== DATA SUPPLIED
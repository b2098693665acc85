/// Task model and status definitions
///
/// A task is a unit of work assigned to exactly one user. The assignee is
/// the ownership key for every access decision on the task.
///
/// # Schema
///
/// ```sql
/// CREATE TYPE task_status AS ENUM ('pending', 'in_progress', 'completed');
///
/// CREATE TABLE tasks (
///     id UUID PRIMARY KEY DEFAULT gen_random_uuid(),
///     title VARCHAR(200) NOT NULL,
///     description TEXT,
///     status task_status NOT NULL DEFAULT 'pending',
///     assigned_user_id UUID NOT NULL REFERENCES users(id) ON DELETE RESTRICT,
///     created_at TIMESTAMPTZ NOT NULL DEFAULT NOW(),
///     updated_at TIMESTAMPTZ
/// );
/// ```

use chrono::{DateTime, Utc};
use serde::{Deserialize, Serialize};
use std::fmt;
use uuid::Uuid;

/// Task progress status
#[derive(Debug, Clone, Copy, PartialEq, Eq, Hash, Serialize, Deserialize, sqlx::Type)]
#[sqlx(type_name = "task_status", rename_all = "snake_case")]
pub enum TaskStatus {
    /// Not started yet
    Pending,

    /// Being worked on
    InProgress,

    /// Done
    Completed,
}

impl TaskStatus {
    /// All statuses in lifecycle order
    pub const ALL: [TaskStatus; 3] = [
        TaskStatus::Pending,
        TaskStatus::InProgress,
        TaskStatus::Completed,
    ];

    /// Gets status as its wire string
    pub fn as_str(&self) -> &'static str {
        match self {
            TaskStatus::Pending => "Pending",
            TaskStatus::InProgress => "InProgress",
            TaskStatus::Completed => "Completed",
        }
    }
}

impl Default for TaskStatus {
    fn default() -> Self {
        TaskStatus::Pending
    }
}

impl fmt::Display for TaskStatus {
    fn fmt(&self, f: &mut fmt::Formatter<'_>) -> fmt::Result {
        f.write_str(self.as_str())
    }
}

impl std::str::FromStr for TaskStatus {
    type Err = String;

    fn from_str(s: &str) -> Result<Self, Self::Err> {
        let normalized: String = s
            .chars()
            .filter(|c| c.is_ascii_alphanumeric())
            .collect::<String>()
            .to_ascii_lowercase();

        match normalized.as_str() {
            "pending" => Ok(TaskStatus::Pending),
            "inprogress" => Ok(TaskStatus::InProgress),
            "completed" => Ok(TaskStatus::Completed),
            _ => Err(format!(
                "Unknown status '{}': expected Pending, InProgress or Completed",
                s
            )),
        }
    }
}

/// Task record with its assignee resolved
#[derive(Debug, Clone, PartialEq, Eq, sqlx::FromRow)]
pub struct Task {
    /// Unique task ID
    pub id: Uuid,

    pub title: String,

    pub description: Option<String>,

    pub status: TaskStatus,

    /// Owner of the task for access checks
    pub assigned_user_id: Uuid,

    /// Username of the assignee, joined at read time
    pub assigned_username: String,

    pub created_at: DateTime<Utc>,

    /// Set on every update, None until the first one
    pub updated_at: Option<DateTime<Utc>>,
}

/// Input for creating a new task
#[derive(Debug, Clone)]
pub struct CreateTask {
    pub title: String,
    pub description: Option<String>,
    pub status: TaskStatus,
    pub assigned_user_id: Uuid,
}

/// Input for updating an existing task
///
/// All fields are optional. Only non-None fields will be updated.
#[derive(Debug, Clone, Default, PartialEq, Eq)]
pub struct UpdateTask {
    pub title: Option<String>,

    /// New description (use Some(None) to clear)
    pub description: Option<Option<String>>,

    pub status: Option<TaskStatus>,

    pub assigned_user_id: Option<Uuid>,
}

impl UpdateTask {
    /// Returns true when no field would change
    pub fn is_empty(&self) -> bool {
        self.title.is_none()
            && self.description.is_none()
            && self.status.is_none()
            && self.assigned_user_id.is_none()
    }
}

/// Externally visible shape of a task
#[derive(Debug, Clone, PartialEq, Eq, Serialize, Deserialize)]
#[serde(rename_all = "camelCase")]
pub struct TaskDto {
    pub id: Uuid,
    pub title: String,
    pub description: Option<String>,
    pub status: TaskStatus,
    pub assigned_user_id: Uuid,
    pub assigned_username: String,
    pub created_at: DateTime<Utc>,
    pub updated_at: Option<DateTime<Utc>>,
}

impl From<Task> for TaskDto {
    fn from(task: Task) -> Self {
        Self {
            id: task.id,
            title: task.title,
            description: task.description,
            status: task.status,
            assigned_user_id: task.assigned_user_id,
            assigned_username: task.assigned_username,
            created_at: task.created_at,
            updated_at: task.updated_at,
        }
    }
}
====
TASK TO CARRY OUT
Please transcribe the material above precisely as it stands.

TASK OUTPUT
repository b2098693665acc85
/// Task model and status definitions
///
/// A task is a unit of work assigned to exactly one user. The assignee is
/// the ownership key for every access decision on the task.
///
/// # Schema
///
/// ```sql
/// CREATE TYPE task_status AS ENUM ('pending', 'in_progress', 'completed');
///
/// CREATE TABLE tasks (
///     id UUID PRIMARY KEY DEFAULT gen_random_uuid(),
///     title VARCHAR(200) NOT NULL,
///     description TEXT,
///     status task_status NOT NULL DEFAULT 'pending',
///     assigned_user_id UUID NOT NULL REFERENCES users(id) ON DELETE RESTRICT,
///     created_at TIMESTAMPTZ NOT NULL DEFAULT NOW(),
///     updated_at TIMESTAMPTZ
/// );
/// ```

use chrono::{DateTime, Utc};
use serde::{Deserialize, Serialize};
use std::fmt;
use uuid::Uuid;

/// Task progress status
#[derive(Debug, Clone, Copy, PartialEq, Eq, Hash, Serialize, Deserialize, sqlx::Type)]
#[sqlx(type_name = "task_status", rename_all = "snake_case")]
pub enum TaskStatus {
    /// Not started yet
    Pending,

    /// Being worked on
    InProgress,

    /// Done
    Completed,
}

impl TaskStatus {
    /// All statuses in lifecycle order
    pub const ALL: [TaskStatus; 3] = [
        TaskStatus::Pending,
        TaskStatus::InProgress,
        TaskStatus::Completed,
    ];

    /// Gets status as its wire string
    pub fn as_str(&self) -> &'static str {
        match self {
            TaskStatus::Pending => "Pending",
            TaskStatus::InProgress => "InProgress",
            TaskStatus::Completed => "Completed",
        }
    }
}

impl Default for TaskStatus {
    fn default() -> Self {
        TaskStatus::Pending
    }
}

impl fmt::Display for TaskStatus {
    fn fmt(&self, f: &mut fmt::Formatter<'_>) -> fmt::Result {
        f.write_str(self.as_str())
    }
}

impl std::str::FromStr for TaskStatus {
    type Err = String;

    fn from_str(s: &str) -> Result<Self, Self::Err> {
        let normalized: String = s
            .chars()
            .filter(|c| c.is_ascii_alphanumeric())
            .collect::<String>()
            .to_ascii_lowercase();

        match normalized.as_str() {
            "pending" => Ok(TaskStatus::Pending),
            "inprogress" => Ok(TaskStatus::InProgress),
            "completed" => Ok(TaskStatus::Completed),
            _ => Err(format!(
                "Unknown status '{}': expected Pending, InProgress or Completed",
                s
            )),
        }
    }
}

/// Task record with its assignee resolved
#[derive(Debug, Clone, PartialEq, Eq, sqlx::FromRow)]
pub struct Task {
    /// Unique task ID
    pub id: Uuid,

    pub title: String,

    pub description: Option<String>,

    pub status: TaskStatus,

    /// Owner of the task for access checks
    pub assigned_user_id: Uuid,

    /// Username of the assignee, joined at read time
    pub assigned_username: String,

    pub created_at: DateTime<Utc>,

    /// Set on every update, None until the first one
    pub updated_at: Option<DateTime<Utc>>,
}

/// Input for creating a new task
#[derive(Debug, Clone)]
pub struct CreateTask {
    pub title: String,
    pub description: Option<String>,
    pub status: TaskStatus,
    pub assigned_user_id: Uuid,
}

/// Input for updating an existing task
///
/// All fields are optional. Only non-None fields will be updated.
#[derive(Debug, Clone, Default, PartialEq, Eq)]
pub struct UpdateTask {
    pub title: Option<String>,

    /// New description (use Some(None) to clear)
    pub description: Option<Option<String>>,

    pub status: Option<TaskStatus>,

    pub assigned_user_id: Option<Uuid>,
}

impl UpdateTask {
    /// Returns true when no field would change
    pub fn is_empty(&self) -> bool {
        self.title.is_none()
            && self.description.is_none()
            && self.status.is_none()
            && self.assigned_user_id.is_none()
    }
}

/// Externally visible shape of a task
#[derive(Debug, Clone, PartialEq, Eq, Serialize, Deserialize)]
#[serde(rename_all = "camelCase")]
pub struct TaskDto {
    pub id: Uuid,
    pub title: String,
    pub description: Option<String>,
    pub status: TaskStatus,
    pub assigned_user_id: Uuid,
    pub assigned_username: String,
    pub created_at: DateTime<Utc>,
    pub updated_at: Option<DateTime<Utc>>,
}

impl From<Task> for TaskDto {
    fn from(task: Task) -> Self {
        Self {
            id: task.id,
            title: task.title,
            description: task.description,
            status: task.status,
            assigned_user_id: task.assigned_user_id,
            assigned_username: task.assigned_username,
            created_at: task.created_at,
            updated_at: task.updated_at,
        }
    }
}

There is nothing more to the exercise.